- _Exercise prompt_:
Read the lines below and count those that have the word "rewrite". Respond with the number only.

[Saved entries]
☆ ☆ ☆ ☆
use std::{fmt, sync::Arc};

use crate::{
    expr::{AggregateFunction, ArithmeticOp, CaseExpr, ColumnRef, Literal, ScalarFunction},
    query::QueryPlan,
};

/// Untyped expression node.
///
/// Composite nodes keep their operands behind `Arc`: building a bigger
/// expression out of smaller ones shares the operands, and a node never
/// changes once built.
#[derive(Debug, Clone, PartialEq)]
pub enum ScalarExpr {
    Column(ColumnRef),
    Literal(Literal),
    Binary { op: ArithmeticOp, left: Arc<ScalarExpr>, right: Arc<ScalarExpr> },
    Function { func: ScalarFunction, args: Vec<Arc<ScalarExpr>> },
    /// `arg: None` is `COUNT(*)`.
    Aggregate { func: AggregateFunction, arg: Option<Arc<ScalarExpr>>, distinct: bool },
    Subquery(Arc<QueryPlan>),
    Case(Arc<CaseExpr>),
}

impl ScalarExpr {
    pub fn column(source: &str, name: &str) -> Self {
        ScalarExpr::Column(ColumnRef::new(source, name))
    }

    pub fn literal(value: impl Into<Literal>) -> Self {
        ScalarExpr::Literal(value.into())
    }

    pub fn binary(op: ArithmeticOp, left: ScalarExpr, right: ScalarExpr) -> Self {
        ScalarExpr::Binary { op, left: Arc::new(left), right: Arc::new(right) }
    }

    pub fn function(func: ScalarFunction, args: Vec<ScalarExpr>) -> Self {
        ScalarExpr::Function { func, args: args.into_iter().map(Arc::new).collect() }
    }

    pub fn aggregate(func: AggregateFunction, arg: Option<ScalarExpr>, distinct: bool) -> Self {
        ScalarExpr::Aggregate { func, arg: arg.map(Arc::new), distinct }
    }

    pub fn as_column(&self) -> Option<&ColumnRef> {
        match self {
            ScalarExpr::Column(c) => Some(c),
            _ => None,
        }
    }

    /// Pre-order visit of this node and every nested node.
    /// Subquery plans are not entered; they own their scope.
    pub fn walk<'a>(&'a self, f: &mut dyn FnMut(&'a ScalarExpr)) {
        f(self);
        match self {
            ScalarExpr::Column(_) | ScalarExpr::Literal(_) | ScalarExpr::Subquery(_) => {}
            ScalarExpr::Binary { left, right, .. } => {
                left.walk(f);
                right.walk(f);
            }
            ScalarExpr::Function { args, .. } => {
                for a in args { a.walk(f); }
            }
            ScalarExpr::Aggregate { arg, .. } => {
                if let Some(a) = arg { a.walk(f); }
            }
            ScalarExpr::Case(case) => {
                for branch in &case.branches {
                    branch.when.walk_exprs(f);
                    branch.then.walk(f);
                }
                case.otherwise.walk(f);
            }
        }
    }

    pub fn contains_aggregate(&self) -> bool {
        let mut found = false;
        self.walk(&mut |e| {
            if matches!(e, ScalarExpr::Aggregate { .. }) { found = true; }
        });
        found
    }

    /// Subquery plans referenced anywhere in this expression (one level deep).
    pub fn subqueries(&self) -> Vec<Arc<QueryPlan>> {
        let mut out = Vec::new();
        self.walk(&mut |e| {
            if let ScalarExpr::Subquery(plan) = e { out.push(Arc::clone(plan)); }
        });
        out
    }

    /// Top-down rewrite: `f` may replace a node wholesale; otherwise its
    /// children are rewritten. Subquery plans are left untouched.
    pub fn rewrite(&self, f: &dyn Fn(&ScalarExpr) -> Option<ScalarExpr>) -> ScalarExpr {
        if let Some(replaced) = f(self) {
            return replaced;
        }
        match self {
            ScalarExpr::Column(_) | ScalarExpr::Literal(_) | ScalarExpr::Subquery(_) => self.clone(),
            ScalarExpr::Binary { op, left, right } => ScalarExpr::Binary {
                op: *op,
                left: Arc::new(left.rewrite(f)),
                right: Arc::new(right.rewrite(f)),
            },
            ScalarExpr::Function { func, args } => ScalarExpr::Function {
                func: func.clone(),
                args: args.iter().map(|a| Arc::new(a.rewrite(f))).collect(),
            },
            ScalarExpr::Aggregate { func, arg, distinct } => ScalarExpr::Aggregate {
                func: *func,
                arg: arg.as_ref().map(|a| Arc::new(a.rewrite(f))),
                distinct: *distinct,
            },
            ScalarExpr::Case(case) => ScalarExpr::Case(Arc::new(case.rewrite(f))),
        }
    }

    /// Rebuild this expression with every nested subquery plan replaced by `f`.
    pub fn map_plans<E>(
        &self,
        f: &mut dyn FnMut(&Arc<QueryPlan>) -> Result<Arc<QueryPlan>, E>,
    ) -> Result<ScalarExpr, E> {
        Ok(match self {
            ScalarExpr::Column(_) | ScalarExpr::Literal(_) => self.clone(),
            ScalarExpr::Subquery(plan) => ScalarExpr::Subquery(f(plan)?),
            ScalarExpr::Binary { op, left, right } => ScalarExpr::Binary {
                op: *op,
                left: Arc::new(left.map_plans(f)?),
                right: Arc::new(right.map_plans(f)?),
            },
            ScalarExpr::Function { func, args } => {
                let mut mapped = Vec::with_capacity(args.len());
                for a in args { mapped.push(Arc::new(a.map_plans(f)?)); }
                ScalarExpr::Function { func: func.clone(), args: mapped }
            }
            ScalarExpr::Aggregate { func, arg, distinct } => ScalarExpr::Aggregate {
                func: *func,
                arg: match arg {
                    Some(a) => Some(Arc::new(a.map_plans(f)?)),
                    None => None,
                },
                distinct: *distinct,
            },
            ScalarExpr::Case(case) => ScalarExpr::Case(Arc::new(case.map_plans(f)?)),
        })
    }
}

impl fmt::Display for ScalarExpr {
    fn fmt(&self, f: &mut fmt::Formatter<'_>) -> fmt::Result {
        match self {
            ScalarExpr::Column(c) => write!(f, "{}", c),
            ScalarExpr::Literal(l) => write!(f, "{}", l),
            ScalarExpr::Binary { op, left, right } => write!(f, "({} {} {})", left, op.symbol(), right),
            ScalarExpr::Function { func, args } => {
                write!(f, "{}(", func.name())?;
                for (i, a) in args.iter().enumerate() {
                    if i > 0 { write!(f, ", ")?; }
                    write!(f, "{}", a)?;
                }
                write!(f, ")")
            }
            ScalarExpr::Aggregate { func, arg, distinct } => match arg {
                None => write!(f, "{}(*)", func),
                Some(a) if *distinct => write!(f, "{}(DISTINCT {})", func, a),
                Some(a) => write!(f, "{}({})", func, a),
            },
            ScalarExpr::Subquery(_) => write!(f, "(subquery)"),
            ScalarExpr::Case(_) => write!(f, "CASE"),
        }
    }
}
☆ ☆ ☆ ☆
- _Output below_:
7